1. Installs the RDMA / UCX runtime deps on top of the dsv4 vLLM image (`libibverbs1`, `rdma-core`, `ibverbs-utils`, `libibumad3`, `libnuma1`, `librdmacm1`, `ibverbs-providers`, plus `ca-certificates`, `jq`, `curl`).
2. Applies a small upstream vLLM patch to the sparse attention indexer (drops the unsupported `topk=1024`). Remove once [vLLM PR #40760](https://github.com/vllm-project/vllm/pull/40760) lands in the base image.
3. Copies the static `nats-server` and `etcd` binaries from the Dynamo runtime image.
4. Copies UCX into `/usr/local/ucx` and NIXL into `/opt/nvidia/nvda_nixl`, with `LD_LIBRARY_PATH` set so NIXL's plugins resolve at runtime.
5. Installs the Dynamo Python wheels (`ai_dynamo_runtime`, `ai_dynamo`, NIXL Python bindings) into the dsv4 image's system Python 3.12.
6. Copies the `dynamo` Python package tree into `/workspace/components/src/dynamo` and puts it on `PYTHONPATH` so `python3 -m dynamo.vllm` resolves.
7. Keeps vLLM's FlashInfer sampler enabled (`VLLM_USE_FLASHINFER_SAMPLER=1`) and clears `ENTRYPOINT` so the Dynamo CRD operator's `command` / `args` take effect.

## Troubleshooting

- **`pull access denied for dynamo:latest-vllm-runtime`** — Step 1 has not been run (or produced a different tag). Build the Dynamo vLLM runtime image locally per [`<repo_root>/container/README.md`](../../../container/README.md), or override `--build-arg DYNAMO_SRC_IMAGE=<your-image>`.

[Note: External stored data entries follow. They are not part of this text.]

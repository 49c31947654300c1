//! Per-provider play count resolvers.
//!
//! Every resolver is an inherent method on [`PlayCountClient`](crate::PlayCountClient)
//! that returns a plain count. Failures are logged and reported as 0 so one
//! provider never affects another.

pub mod mixcloud;
pub mod soundcloud;
pub mod youtube;

pub use mixcloud::parse_mixcloud_url;
pub use soundcloud::{scrape_playback_count, SoundCloudStrategy};
pub use youtube::{parse_view_count, youtube_video_id};
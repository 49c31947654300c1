//! Summing play counts across a set list and rendering the annotated list.

use crate::counter::PlayCounter;
use crate::links::{find_provider_links, Provider, ProviderLinks};
use crate::list::Entry;
use std::io::{self, Write};

/// Marker appended to play counts.
pub const PLAYS_MARKER: &str = "🎧";
/// Marker appended to the set total.
pub const SETS_MARKER: &str = "🎶";

/// Format a count as `950`, `1.5k` or `2.3M`.
pub fn format_plays(plays: u64) -> String {
    match plays {
        n if n >= 1_000_000 => format!("{:.1}M", n as f64 / 1_000_000.0),
        n if n >= 1_000 => format!("{:.1}k", n as f64 / 1_000.0),
        n => n.to_string(),
    }
}

/// Output line for a linked set.
pub fn format_linked_line(name: &str, link: &str, plays: u64) -> String {
    if plays > 0 {
        format!("* [{name}]({link}) _//_ {}{PLAYS_MARKER}", format_plays(plays))
    } else {
        format!("* [{name}]({link})")
    }
}

/// Result of aggregating a set list.
#[derive(Debug, Clone, Default, PartialEq, Eq)]
pub struct SetReport {
    /// One line per unique entry, in list order
    pub lines: Vec<String>,
    pub total_plays: u64,
    /// Every unique entry counts, published or not
    pub total_sets: usize,
}

impl SetReport {
    pub fn total_plays_line(&self) -> String {
        format!(
            "Total plays: **{}{PLAYS_MARKER}**",
            format_plays(self.total_plays)
        )
    }

    pub fn total_sets_line(&self) -> String {
        format!("Total amount of sets: **{}{SETS_MARKER}**", self.total_sets)
    }

    /// Write the annotated list followed by the two summary lines.
    pub fn render<W: Write>(&self, out: &mut W) -> io::Result<()> {
        for line in &self.lines {
            writeln!(out, "{line}")?;
        }
        writeln!(out)?;
        writeln!(out, "{}", self.total_plays_line())?;
        writeln!(out, "{}", self.total_sets_line())
    }
}

/// Sum the plays of every provider present on a set page.
pub async fn count_plays<C: PlayCounter + ?Sized>(counter: &C, links: &ProviderLinks) -> u64 {
    let mut plays = 0;
    for (provider, url) in links.iter() {
        let count = match provider {
            Provider::Mixcloud => counter.mixcloud_plays(url).await,
            Provider::SoundCloud => counter.soundcloud_plays(url).await,
            Provider::YouTube => counter.youtube_plays(url).await,
        };
        log::info!("{provider}: {count} plays for {url}");
        plays += count;
    }
    plays
}

/// Resolve every entry in order and build the report.
///
/// Entries are processed one after another; a set page that cannot be fetched
/// is still listed, just without a play count.
pub async fn aggregate<C: PlayCounter + ?Sized>(counter: &C, entries: &[Entry]) -> SetReport {
    let mut report = SetReport::default();
    log::debug!("Processing {} unique sets", entries.len());

    for entry in entries {
        report.total_sets += 1;

        let link = match entry.link.as_deref() {
            Some(link) if !link.is_empty() => link,
            _ => {
                report.lines.push(entry.raw_line.clone());
                continue;
            }
        };

        let page = match counter.fetch_page(link).await {
            Ok(page) => page,
            Err(e) => {
                log::warn!("Could not fetch set page {link}: {e}");
                report.lines.push(format_linked_line(&entry.name, link, 0));
                continue;
            }
        };

        let plays = count_plays(counter, &find_provider_links(&page)).await;
        report.total_plays += plays;
        report
            .lines
            .push(format_linked_line(&entry.name, link, plays));
    }

    report
}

- **`no matching manifest for linux/amd64`** — the dsv4 base is amd64-only today; build on an x86_64 host.
- **CUDA version mismatch on the host** — use `DSV4_BASE_IMAGE=vllm/vllm-openai:deepseekv4-cu129` if your node is still on CUDA 12.9.
- **NIXL plugins not found at runtime** — confirm `LD_LIBRARY_PATH` includes `/opt/nvidia/nvda_nixl/lib64/plugins` (set in the Dockerfile; don't unset it in the pod spec).